- Relator(a)
- Ministro Mauro Campbell Marques
- Órgão julgador
- Segunda Turma
- Data do julgamento
- 04/11/2010
- Data de publicação
- 12/11/2010
STJ – Acórdão, Rel. Ministro Mauro Campbell Marques, Segunda Turma, j. 04/11/2010, p. 12/11/2010
ADMINISTRATIVO. RECURSO ORDINÁRIO EM MANDADO DE SEGURANÇA. SERVIDOR PÚBLICO. REGIME REMUNERATÓRIO. ALTERAÇÃO. SUBSÍDIO EM PARCELA ÚNICA. ABSORÇÃO DE ADICIONAIS. POSSIBILIDADE. IRREDUTIBILIDADE PRESERVADA. NECESSIDADE DE OBSERVÂNCIA DO TETO REMUNERATÓRIO. 1. A controvérsia que se submete à análise foi gerada a partir do fato de que o Estado de Mato Grosso, ao fixar o subsídio do cargo de Fiscal de Tributos Estaduais nos termos do art. 2º da Lei Complementar n. 79/00, alegadamente desrespeitou as verbas de caráter pessoal, em especial o adicional por tempo de serviço.
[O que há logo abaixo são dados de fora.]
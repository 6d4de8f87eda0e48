//! Slash commands available at the chat prompt

/// Chat prompt command
#[derive(Debug, Clone, PartialEq, Eq)]
pub enum Command {
    Help,
    Exit,
    Clear,
    Models,
    /// `/model` shows the current model; `/model <name>` switches
    Model { name: Option<String> },
    Unknown { input: String },
}

fn is_command(input: &str) -> bool {
    input.trim_start().starts_with('/')
}

/// Parse input string into a command; `None` for a chat message
pub fn parse(input: &str) -> Option<Command> {
    if !is_command(input) {
        return None;
    }

    let trimmed = input.trim();
    let rest = trimmed.strip_prefix('/')?;

    let mut parts = rest.split_whitespace();
    let command = match parts.next().map(str::to_lowercase).as_deref() {
        Some("help") | Some("h") => Command::Help,
        Some("exit") | Some("quit") | Some("q") => Command::Exit,
        Some("clear") | Some("reset") => Command::Clear,
        Some("models") => Command::Models,
        Some("model") => Command::Model {
            name: parts.next().map(str::to_string),
        },
        _ => Command::Unknown {
            input: trimmed.to_string(),
        },
    };
    Some(command)
}
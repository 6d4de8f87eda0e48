//! Error types for ollamachat
//!
//! One error enum covers every way a session can end badly. Each variant
//! renders a human-readable message, which the front-end shows in place of
//! the assistant's reply.

use std::error::Error as _;
use thiserror::Error;

/// Main error type for the client
#[derive(Error, Debug)]
pub enum ClientError {
    /// Base URL (plus endpoint path) could not be parsed
    #[error("Invalid URL: {0}")]
    InvalidEndpoint(String),

    /// Server answered with a non-2xx status
    ///
    /// `reason` is the standard phrase for `code` ("Unknown" when the code
    /// has none), not the phrase the server put on its status line.
    #[error("HTTP {code}: {reason}")]
    HttpStatus { code: u16, reason: String },

    /// Network or connection failure
    #[error("HTTP request failed: {0}")]
    Transport(#[from] reqwest::Error),

    /// Non-streaming success response lacked the expected field
    #[error("Invalid response format from Ollama")]
    InvalidResponseFormat,

    /// No model given and none configured
    #[error("No model selected. Please select a model in settings.")]
    NoModelSelected,

    /// One stream line was not valid JSON (recovered locally, never surfaced)
    #[error("JSON parse error: {0}")]
    LineParse(String),

    /// Carry buffer grew past its bound without a newline
    #[error("Stream line overflow: {size} bytes exceeds maximum {max}")]
    LineOverflow { size: usize, max: usize },

    /// Response headers or the next stream chunk did not arrive in time
    #[error("Timed out waiting for Ollama after {duration_ms}ms")]
    Timeout { duration_ms: u64 },

    /// Serialization errors
    #[error("Serialization error: {0}")]
    Serialization(#[from] serde_json::Error),

    /// I/O errors
    #[error("I/O error: {0}")]
    Io(#[from] std::io::Error),

    /// Configuration errors
    #[error("Configuration error: {0}")]
    Config(String),
}

/// Result type alias for client operations
pub type Result<T> = std::result::Result<T, ClientError>;

impl ClientError {
    /// Whether this read error means the remote end closed the connection.
    ///
    /// Some transports cannot tell a peer-closed connection apart from a
    /// normal end of body, so such errors finish the stream successfully.
    /// Only read-level errors qualify; the whole source chain is inspected.
    /// A reqwest error's own message embeds the request URL, so only its
    /// sources are consulted.
    pub fn is_peer_closed(&self) -> bool {
        let mut current: Option<&(dyn std::error::Error + 'static)> = match self {
            ClientError::Transport(e) => e.source(),
            ClientError::Io(e) => Some(e),
            _ => return false,
        };

        while let Some(err) = current {
            if err.to_string().to_lowercase().contains("closed") {
                return true;
            }
            current = err.source();
        }
        false
    }
}
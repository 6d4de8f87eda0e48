//! CLI module for ollamachat
//!
//! Handles command-line argument parsing.

pub mod args;

pub use args::{Args, Commands, ConfigAction, Toggle, Verbosity};
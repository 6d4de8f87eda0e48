//! ollamachat - Main CLI Entry Point

use anyhow::{Context, Result};
use clap::Parser;
use colored::Colorize;
use std::path::PathBuf;
use std::sync::Arc;
use tracing_subscriber::EnvFilter;

use ollamachat::cli::{Args, Commands, ConfigAction, Toggle};
use ollamachat::repl::{run_exchange, ChatRepl, DisplayManager};
use ollamachat::streaming::Exchange;
use ollamachat::{Config, Conversation, OllamaClient, Outcome, SharedConfig};

#[tokio::main]
async fn main() -> Result<()> {
    let args = Args::parse();

    match args.command() {
        Commands::Config { action } => {
            // Editing may create the file, so a missing one is not an error here
            let config = match args.config {
                Some(ref path) if !path.exists() => Config::default(),
                _ => Config::load(args.config.clone()).context("Failed to load configuration")?,
            };
            init_logging(&args, &config);
            run_config(&args, config, action)
        }
        command => {
            let config = Config::load(args.config.clone()).context("Failed to load configuration")?;
            init_logging(&args, &config);
            run_client(&args, config, command).await
        }
    }
}

async fn run_client(args: &Args, mut config: Config, command: Commands) -> Result<()> {
    args.apply_overrides(&mut config);
    config.validate()?;
    let shared = SharedConfig::new(config);
    let client = Arc::new(OllamaClient::from_config(shared.clone())?);

    match command {
        Commands::Chat { system } => {
            let conversation = match system {
                Some(prompt) => Conversation::with_system(prompt),
                None => Conversation::new(),
            };
            let mut repl = ChatRepl::new(client, shared, conversation)?;
            repl.run().await?;
        }
        Commands::Ask { prompt } => {
            let settings = shared.snapshot();
            let mut display = DisplayManager::new();
            let outcome = run_exchange(
                &client,
                &mut display,
                Exchange::Generate(prompt.join(" ")),
                settings.ollama.stream_response,
                &settings.ollama.current_model,
            )
            .await;
            if outcome == Outcome::Failed {
                std::process::exit(1);
            }
        }
        Commands::Models => {
            let models = client.list_model_info().await;
            let display = DisplayManager::new();
            display.show_models(&models, &shared.snapshot().ollama.current_model);
        }
        Commands::Test => {
            let url = client.base_url();
            if client.test_connection().await {
                println!("{} Connected to {}", "✓".green(), url);
            } else {
                println!("{} Cannot reach {}", "✗".red(), url);
                println!("\nIs Ollama running? Start with: ollama serve");
                std::process::exit(1);
            }
        }
        Commands::Config { action } => run_config(args, shared.snapshot(), action)?,
    }

    Ok(())
}

/// Logs go to stderr so streamed tokens on stdout stay clean.
/// Precedence: RUST_LOG, then -v/-q, then the config file.
fn init_logging(args: &Args, config: &Config) {
    let level = args
        .verbosity()
        .log_level()
        .unwrap_or(config.logging.level.as_str());
    let directive = format!("ollamachat={}", level);

    let filter = EnvFilter::try_from_default_env().unwrap_or_else(|_| EnvFilter::new(directive));

    tracing_subscriber::fmt()
        .with_env_filter(filter)
        .with_writer(std::io::stderr)
        .init();
}

fn config_path(args: &Args) -> Result<PathBuf> {
    args.config
        .clone()
        .or_else(Config::default_path)
        .context("Cannot locate a home directory for the config file")
}

fn run_config(args: &Args, mut config: Config, action: Option<ConfigAction>) -> Result<()> {
    let Some(action) = action else {
        show_config(args, &config);
        return Ok(());
    };

    match action {
        ConfigAction::SetModel { name } => config.ollama.current_model = name,
        ConfigAction::SetUrl { url } => config.ollama.url = url,
        ConfigAction::Stream { mode } => config.ollama.stream_response = mode == Toggle::On,
    }
    config.validate()?;

    let path = config_path(args)?;
    config.save(&path)?;
    println!("{} Saved {}", "✓".green(), path.display());
    Ok(())
}

fn show_config(args: &Args, config: &Config) {
    let mut effective = config.clone();
    args.apply_overrides(&mut effective);
    let model = if effective.ollama.current_model.is_empty() {
        "(none)".dimmed().to_string()
    } else {
        effective.ollama.current_model.clone()
    };

    println!("\n{}", "ollamachat Configuration".bold().cyan());
    println!("{}", "-".repeat(60).cyan());

    println!("Ollama:");
    println!("  URL:             {}", effective.ollama.url);
    println!("  Model:           {}", model);
    println!("  Streaming:       {}", if effective.ollama.stream_response { "on" } else { "off" });
    println!("  Request timeout: {}s", effective.ollama.request_timeout_secs);
    println!("  Idle timeout:    {}s", effective.ollama.idle_timeout_secs);
    println!();

    println!("Logging:");
    println!("  Level: {}", effective.logging.level);
    println!();

    match config_path(args) {
        Ok(path) if path.exists() => println!("File: {}", path.display()),
        Ok(path) => println!("File: {} {}", path.display(), "(not created yet)".dimmed()),
        Err(_) => println!("File: {}", "(no home directory)".dimmed()),
    }
    println!();
}
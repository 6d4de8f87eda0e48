//! HTTP transport for the Ollama API
//!
//! Two ways to issue a request:
//! - buffered: read the whole body, decode JSON when possible
//! - streaming: hand back a [`ByteStream`] as soon as the status line is in
//!
//! A non-2xx status is classified from the status line alone and reported
//! before any body bytes are read.

use async_trait::async_trait;
use bytes::Bytes;
use futures_util::stream::{BoxStream, Stream, StreamExt};
use reqwest::{Client, Method, Url};
use std::fmt;
use std::sync::Arc;
use std::time::Duration;
use tracing::{debug, warn};

use crate::config::SettingsSource;
use crate::errors::{ClientError, Result};
use crate::streaming::endpoint::endpoint_url;
use crate::streaming::request::RequestPayload;

/// Buffered request timeout (60 seconds)
pub const DEFAULT_REQUEST_TIMEOUT: Duration = Duration::from_secs(60);

/// Decoded body of a buffered response
#[derive(Debug, Clone, PartialEq)]
pub enum ResponseBody {
    Json(serde_json::Value),
    Text(String),
}

/// Status and body of a completed buffered request
#[derive(Debug, Clone, PartialEq)]
pub struct BufferedResponse {
    pub status: u16,
    pub body: ResponseBody,
}

/// Pull-based handle over a response body
///
/// `read_chunk` yields non-empty chunks while the body lasts and an empty
/// chunk at end of stream. Closing drops the underlying connection; a
/// closed handle reports end of stream forever after.
pub struct ByteStream {
    inner: Option<BoxStream<'static, Result<Bytes>>>,
}

impl ByteStream {
    pub fn new<S>(stream: S) -> Self
    where
        S: Stream<Item = Result<Bytes>> + Send + 'static,
    {
        Self {
            inner: Some(stream.boxed()),
        }
    }

    /// Wrap a successful HTTP response body
    pub fn from_response(response: reqwest::Response) -> Self {
        Self::new(
            response
                .bytes_stream()
                .map(|chunk| chunk.map_err(ClientError::from)),
        )
    }

    /// Read the next chunk; empty means the body is exhausted
    pub async fn read_chunk(&mut self) -> Result<Bytes> {
        let Some(inner) = self.inner.as_mut() else {
            return Ok(Bytes::new());
        };

        loop {
            match inner.next().await {
                // An empty frame is not end of body on HTTP; keep reading.
                Some(Ok(chunk)) if chunk.is_empty() => continue,
                Some(Ok(chunk)) => return Ok(chunk),
                Some(Err(err)) => return Err(err),
                None => return Ok(Bytes::new()),
            }
        }
    }

    /// Close the stream. Returns `true` only for the call that closed it.
    pub fn close(&mut self) -> bool {
        self.inner.take().is_some()
    }

    pub fn is_closed(&self) -> bool {
        self.inner.is_none()
    }
}

impl fmt::Debug for ByteStream {
    fn fmt(&self, f: &mut fmt::Formatter<'_>) -> fmt::Result {
        f.debug_struct("ByteStream")
            .field("closed", &self.is_closed())
            .finish()
    }
}

/// Request issuing seam between the session controller and the network
#[async_trait]
pub trait Transport: Send + Sync {
    /// Issue a request and read the full body
    async fn request_buffered(
        &self,
        method: Method,
        path: &str,
        body: Option<&RequestPayload>,
    ) -> Result<BufferedResponse>;

    /// POST and return the body as a byte stream once a 2xx status arrives
    async fn request_streaming(&self, path: &str, body: &RequestPayload) -> Result<ByteStream>;
}

/// [`Transport`] over a pooled `reqwest` client
pub struct HttpTransport {
    client: Client,
    settings: Arc<dyn SettingsSource>,
    request_timeout: Duration,
}

impl HttpTransport {
    /// Create a transport with the default request timeout
    pub fn new(settings: Arc<dyn SettingsSource>) -> Result<Self> {
        Self::with_timeout(settings, DEFAULT_REQUEST_TIMEOUT)
    }

    /// Create a transport with a custom request timeout
    ///
    /// Buffered requests get the whole exchange bounded. Streaming requests
    /// get the wait for response headers bounded; the stream body itself is
    /// bounded by the session's idle timeout.
    pub fn with_timeout(settings: Arc<dyn SettingsSource>, request_timeout: Duration) -> Result<Self> {
        let client = Client::builder()
            .connect_timeout(request_timeout)
            .build()
            .map_err(ClientError::Transport)?;

        Ok(Self {
            client,
            settings,
            request_timeout,
        })
    }

    /// Resolve `path` against the base URL configured right now
    fn url(&self, path: &str) -> Result<Url> {
        let full = endpoint_url(&self.settings.ollama_url(), path);
        match Url::parse(&full) {
            Ok(url) if url.has_host() => Ok(url),
            Ok(_) => {
                warn!(url = %full, "endpoint URL has no host");
                Err(ClientError::InvalidEndpoint(full))
            }
            Err(e) => {
                warn!(url = %full, error = %e, "invalid endpoint URL");
                Err(ClientError::InvalidEndpoint(full))
            }
        }
    }
}

/// Turn a non-2xx status into an error, without touching the body
///
/// The reason is the canonical phrase for the code; reqwest does not
/// expose the server's own phrase.
fn check_status(response: &reqwest::Response) -> Result<()> {
    let status = response.status();
    if status.is_success() {
        return Ok(());
    }

    Err(ClientError::HttpStatus {
        code: status.as_u16(),
        reason: status.canonical_reason().unwrap_or("Unknown").to_string(),
    })
}

#[async_trait]
impl Transport for HttpTransport {
    async fn request_buffered(
        &self,
        method: Method,
        path: &str,
        body: Option<&RequestPayload>,
    ) -> Result<BufferedResponse> {
        let url = self.url(path)?;
        debug!(%method, %url, "sending request");

        let mut request = self
            .client
            .request(method, url)
            .timeout(self.request_timeout);
        if let Some(payload) = body {
            request = request.json(payload);
        }

        let response = request.send().await?;
        debug!(status = response.status().as_u16(), "response status");
        check_status(&response)?;

        let status = response.status().as_u16();
        let bytes = response.bytes().await?;
        let text = String::from_utf8_lossy(&bytes).into_owned();
        debug!(chars = text.len(), "response received");

        let body = match serde_json::from_str(&text) {
            Ok(json) => ResponseBody::Json(json),
            Err(_) => {
                debug!("response is not JSON, returning as text");
                ResponseBody::Text(text)
            }
        };

        Ok(BufferedResponse { status, body })
    }

    async fn request_streaming(&self, path: &str, body: &RequestPayload) -> Result<ByteStream> {
        let url = self.url(path)?;
        debug!(%url, model = body.model(), "starting stream request");

        let send = self.client.post(url).json(body).send();
        let response = match tokio::time::timeout(self.request_timeout, send).await {
            Ok(response) => response?,
            Err(_) => {
                let duration_ms = self.request_timeout.as_millis() as u64;
                warn!(duration_ms, "no response headers before timeout");
                return Err(ClientError::Timeout { duration_ms });
            }
        };
        debug!(status = response.status().as_u16(), "stream request started");
        check_status(&response)?;

        Ok(ByteStream::from_response(response))
    }
}
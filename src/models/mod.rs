//! Ollama model listing module
//!
//! - Listing installed models
//! - Checking the server is reachable

pub mod client;
pub mod types;

// Re-export key types for convenience
pub use client::{fetch_models, list_models, test_connection};
pub use types::{format_size, ModelDetails, ModelInfo, TagsResponse};
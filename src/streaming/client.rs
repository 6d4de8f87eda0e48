//! Ollama chat/generate client
//!
//! Entry point for the core:
//! - `chat` / `generate` / `send`: one exchange, streamed or buffered
//! - `list_models` / `test_connection`: the listing endpoint
//! - `destroy` (or drop): cancel every in-flight session
//!
//! Settings (base URL, default model, streaming flag) are read from the
//! [`SettingsSource`] at the start of every call.

use reqwest::Method;
use std::sync::Arc;
use std::time::Duration;
use tokio_util::sync::CancellationToken;
use tracing::{debug, info, info_span, Instrument};

use crate::config::{SettingsSource, SharedConfig};
use crate::errors::{ClientError, Result};
use crate::models::{self, ModelInfo};
use crate::streaming::endpoint;
use crate::streaming::parser::{LineParser, StreamRecord, MAX_BUFFER_SIZE};
use crate::streaming::request::{ApiMode, Exchange, RequestPayload};
use crate::streaming::session::{Callbacks, Outcome, Session};
use crate::streaming::transport::{HttpTransport, ResponseBody, Transport};
use crate::types::Message;

/// Idle timeout between stream chunks (30 seconds)
pub const DEFAULT_IDLE_TIMEOUT: Duration = Duration::from_secs(30);

/// Ollama client
///
/// Not `Clone`: dropping the client cancels its sessions, so share it
/// behind an `Arc` instead.
pub struct OllamaClient {
    transport: Arc<dyn Transport>,
    settings: Arc<dyn SettingsSource>,
    idle_timeout: Duration,
    max_line_bytes: usize,
    shutdown: CancellationToken,
}

impl OllamaClient {
    /// Create client over HTTP with default timeouts
    pub fn new(settings: Arc<dyn SettingsSource>) -> Result<Self> {
        let transport = HttpTransport::new(settings.clone())?;
        Ok(Self::with_transport(Arc::new(transport), settings))
    }

    /// Create client from a shared config, taking its timeouts
    pub fn from_config(config: SharedConfig) -> Result<Self> {
        let snapshot = config.snapshot();
        let request_timeout = snapshot.request_timeout();
        let idle_timeout = snapshot.idle_timeout();

        let settings: Arc<dyn SettingsSource> = Arc::new(config);
        let transport = HttpTransport::with_timeout(settings.clone(), request_timeout)?;
        Ok(Self::with_transport(Arc::new(transport), settings).idle_timeout(idle_timeout))
    }

    /// Create client over any transport
    pub fn with_transport(transport: Arc<dyn Transport>, settings: Arc<dyn SettingsSource>) -> Self {
        let client = Self {
            transport,
            settings,
            idle_timeout: DEFAULT_IDLE_TIMEOUT,
            max_line_bytes: MAX_BUFFER_SIZE,
            shutdown: CancellationToken::new(),
        };
        info!(url = %client.base_url(), "initialized Ollama client");
        client
    }

    /// Override the per-chunk idle timeout for streamed responses
    pub fn idle_timeout(mut self, timeout: Duration) -> Self {
        self.idle_timeout = timeout;
        self
    }

    /// Override the bound on a single unterminated stream line
    pub fn max_line_bytes(mut self, max: usize) -> Self {
        self.max_line_bytes = max;
        self
    }

    /// Configured base URL without a trailing slash
    pub fn base_url(&self) -> String {
        endpoint::resolve(&self.settings.ollama_url()).to_string()
    }

    /// Check if the server answers the listing endpoint
    pub async fn test_connection(&self) -> bool {
        let reachable = models::test_connection(self.transport.as_ref()).await;
        info!(reachable, "connection test result");
        reachable
    }

    /// Installed model names in server order; empty on any failure
    pub async fn list_models(&self) -> Vec<String> {
        self.list_model_info()
            .await
            .into_iter()
            .map(|m| m.name)
            .collect()
    }

    /// Installed models with size and details; empty on any failure
    pub async fn list_model_info(&self) -> Vec<ModelInfo> {
        models::list_models(self.transport.as_ref()).await
    }

    /// Multi-turn chat over `/api/chat`
    pub async fn chat(
        &self,
        messages: &[Message],
        model: Option<&str>,
        callbacks: Callbacks<'_>,
    ) -> Result<Outcome> {
        self.send(Exchange::Chat(messages.to_vec()), model, callbacks)
            .await
    }

    /// Single prompt completion over `/api/generate`
    pub async fn generate(
        &self,
        prompt: &str,
        model: Option<&str>,
        callbacks: Callbacks<'_>,
    ) -> Result<Outcome> {
        self.send(Exchange::Generate(prompt.to_string()), model, callbacks)
            .await
    }

    /// Run one exchange; cancelled only by [`OllamaClient::destroy`]
    pub async fn send(
        &self,
        exchange: Exchange,
        model: Option<&str>,
        callbacks: Callbacks<'_>,
    ) -> Result<Outcome> {
        self.send_with_cancel(exchange, model, callbacks, self.session_token())
            .await
    }

    /// Token that cancels a single session without destroying the client
    pub fn session_token(&self) -> CancellationToken {
        self.shutdown.child_token()
    }

    /// Run one exchange that `cancel` can abort.
    ///
    /// `model` falls back to the configured current model when `None`. With
    /// streaming enabled and an `on_token` hook, tokens are delivered as
    /// they arrive; otherwise the response is fetched in one piece. Exactly
    /// one of `on_complete` / `on_error` fires unless the session is
    /// cancelled first, in which case neither does. Errors are returned as
    /// `Err` only when no `on_error` hook was given.
    pub async fn send_with_cancel(
        &self,
        exchange: Exchange,
        model: Option<&str>,
        callbacks: Callbacks<'_>,
        cancel: CancellationToken,
    ) -> Result<Outcome> {
        let session = Session::new(callbacks, cancel).with_shutdown(self.shutdown.clone());
        let span = info_span!("session", session_id = %session.id());
        self.run(exchange, model, session).instrument(span).await
    }

    async fn run(
        &self,
        exchange: Exchange,
        model: Option<&str>,
        session: Session<'_>,
    ) -> Result<Outcome> {
        if session.is_cancelled() {
            return Ok(session.cancelled());
        }

        let model = match model {
            Some(name) => name.to_string(),
            None => self.settings.current_model(),
        };
        if model.trim().is_empty() {
            return session.fail(ClientError::NoModelSelected);
        }

        let streaming = self.settings.stream_response() && session.wants_tokens();
        let payload = RequestPayload::build(exchange, model, streaming);
        let mode = payload.mode();
        info!(
            model = payload.model(),
            ?mode,
            streaming,
            "starting exchange"
        );

        if streaming {
            let opened = tokio::select! {
                biased;
                _ = session.wait_cancelled() => return Ok(session.cancelled()),
                opened = self.transport.request_streaming(payload.path(), &payload) => opened,
            };

            let stream = match opened {
                Ok(stream) => stream,
                Err(e) => return session.fail(e),
            };

            let parser = LineParser::with_capacity(mode, self.max_line_bytes);
            session.drive(stream, parser, self.idle_timeout).await
        } else {
            let response = tokio::select! {
                biased;
                _ = session.wait_cancelled() => return Ok(session.cancelled()),
                response = self.transport.request_buffered(Method::POST, payload.path(), Some(&payload)) => response,
            };

            match response.and_then(|r| extract_full_response(mode, r.body)) {
                Ok(text) => {
                    debug!(chars = text.len(), "non-streaming response received");
                    session.complete(text)
                }
                Err(e) => session.fail(e),
            }
        }
    }

    /// Cancel every in-flight session. Idempotent.
    pub fn destroy(&self) {
        if !self.shutdown.is_cancelled() {
            info!("destroying Ollama client");
            self.shutdown.cancel();
        }
    }

    pub fn is_destroyed(&self) -> bool {
        self.shutdown.is_cancelled()
    }
}

impl Drop for OllamaClient {
    fn drop(&mut self) {
        self.destroy();
    }
}

/// Pull the mode's text field out of a buffered reply
fn extract_full_response(mode: ApiMode, body: ResponseBody) -> Result<String> {
    let ResponseBody::Json(json) = body else {
        return Err(ClientError::InvalidResponseFormat);
    };

    let record: StreamRecord =
        serde_json::from_value(json).map_err(|_| ClientError::InvalidResponseFormat)?;
    record
        .content(mode)
        .map(str::to_string)
        .ok_or(ClientError::InvalidResponseFormat)
}
//! Type definitions for the model listing endpoint
//!
//! Only `name` is required; every other field is decoded when the server
//! sends it and used for display.

use chrono::{DateTime, Utc};
use serde::de::DeserializeOwned;
use serde::{Deserialize, Deserializer, Serialize};
use std::fmt;

/// Information about an installed model
#[derive(Debug, Clone, Serialize, Deserialize, PartialEq)]
pub struct ModelInfo {
    /// Model name (e.g., "llama3.1:8b")
    pub name: String,

    /// Model size in bytes
    #[serde(default, deserialize_with = "lenient")]
    pub size: Option<u64>,

    /// Last modification time
    #[serde(default, deserialize_with = "lenient")]
    pub modified_at: Option<DateTime<Utc>>,

    /// Model digest/hash
    #[serde(default, deserialize_with = "lenient")]
    pub digest: Option<String>,

    #[serde(default, deserialize_with = "lenient")]
    pub details: Option<ModelDetails>,
}

/// Detailed model information
#[derive(Debug, Clone, Default, Serialize, Deserialize, PartialEq)]
pub struct ModelDetails {
    /// Model family (e.g., "llama", "qwen2")
    #[serde(default)]
    pub family: Option<String>,

    /// Parameter size (e.g., "7B", "13B")
    #[serde(default)]
    pub parameter_size: Option<String>,

    /// Quantization level (e.g., "Q4_0", "Q4_K_M")
    #[serde(default)]
    pub quantization_level: Option<String>,
}

/// Decode an optional display field, treating a malformed value as absent
fn lenient<'de, D, T>(deserializer: D) -> Result<Option<T>, D::Error>
where
    D: Deserializer<'de>,
    T: DeserializeOwned,
{
    let value = serde_json::Value::deserialize(deserializer)?;
    Ok(serde_json::from_value(value).ok())
}

/// Response from the `/api/tags` endpoint
#[derive(Debug, Default, Deserialize)]
pub struct TagsResponse {
    #[serde(default)]
    pub models: Vec<ModelInfo>,
}

impl ModelInfo {
    pub fn named(name: impl Into<String>) -> Self {
        Self {
            name: name.into(),
            size: None,
            modified_at: None,
            digest: None,
            details: None,
        }
    }

    /// Format the model size in human-readable format
    pub fn formatted_size(&self) -> Option<String> {
        self.size.map(format_size)
    }

    /// Short description: parameter size and quantization, else file size
    pub fn description(&self) -> String {
        if let Some(ref details) = self.details {
            let parts: Vec<&str> = [&details.parameter_size, &details.quantization_level]
                .into_iter()
                .filter_map(|p| p.as_deref())
                .collect();

            if !parts.is_empty() {
                return parts.join(" ");
            }
        }

        self.formatted_size().unwrap_or_default()
    }
}

impl fmt::Display for ModelInfo {
    fn fmt(&self, f: &mut fmt::Formatter<'_>) -> fmt::Result {
        match self.formatted_size() {
            Some(size) => write!(f, "{} ({})", self.name, size),
            None => write!(f, "{}", self.name),
        }
    }
}

/// Format bytes into human-readable size
pub fn format_size(bytes: u64) -> String {
    const UNITS: &[&str] = &["B", "KB", "MB", "GB", "TB"];

    if bytes == 0 {
        return "0 B".to_string();
    }

    let base: f64 = 1024.0;
    let exponent = (bytes as f64).log(base).floor() as usize;
    let exponent = exponent.min(UNITS.len() - 1);

    let size = bytes as f64 / base.powi(exponent as i32);

    format!("{:.2} {}", size, UNITS[exponent])
}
Defende-se, no recurso, que o adicional por tempo de serviço não deve ser computado para fins de aplicação do teto remuneratório dos servidores públicos estabelecido pela Emenda Constitucional n. 41/03, sob pena de ofensa aos princípios do respeito ao direito adquirido, da irredutibilidade dos vencimentos e da segurança jurídica. 2. Esta Turma, ao julgar o RMS 32.362/MT (Rel. Min. Castro Meira, DJe 24.9.2010), enfrentou situação semelhante à dos presentes autos, ocasião em que deixou consignado que a jurisprudência desta Corte firmou-se no sentido de que, preservada a irredutibilidade de vencimentos, os servidores públicos não possuem direito adquirido a regime de composição remuneratória, o que abrange, por exemplo, as parcelas de vantagem. 3. Consta do referido julgamento, ainda, que a Lei Complementar n. 79/00, do Estado do Mato Grosso, por meio da qual se alterou o sistema de remuneração de uma classe de servidores públicos para subsídio em parcela única ? absorvendo o adicional por tempo de serviço ?, não implicou diminuição de remuneração, preservando-se o princípio constitucional de irredutibilidade de vencimentos. Concluiu-se, no mesmo julgamento, que não há incompatibilidade entre a referida Lei Complementar Matogrossense e a Constituição da República. Precedentes. 4. A partir da entrada em vigor da Emenda Constitucional n. 41/03, que deu nova redação ao art. 37, XI, da Constituição da República, eliminou-se o impedimento à inclusão de vantagens de qualquer natureza, no cômputo da remuneração para fins de cálculo de teto salarial, conforme decidiu esta Turma, no julgamento do AgRg no RMS 24.732/DF (Rel. Min. Herman Benjamin, DJe 31.8.2009). Precedentes. 5. Recurso ordinário não provido. (RMS n. 32.359/MT, relator Ministro Mauro Campbell Marques, Segunda Turma, julgado em 4/11/2010, DJe de 12/11/2010.)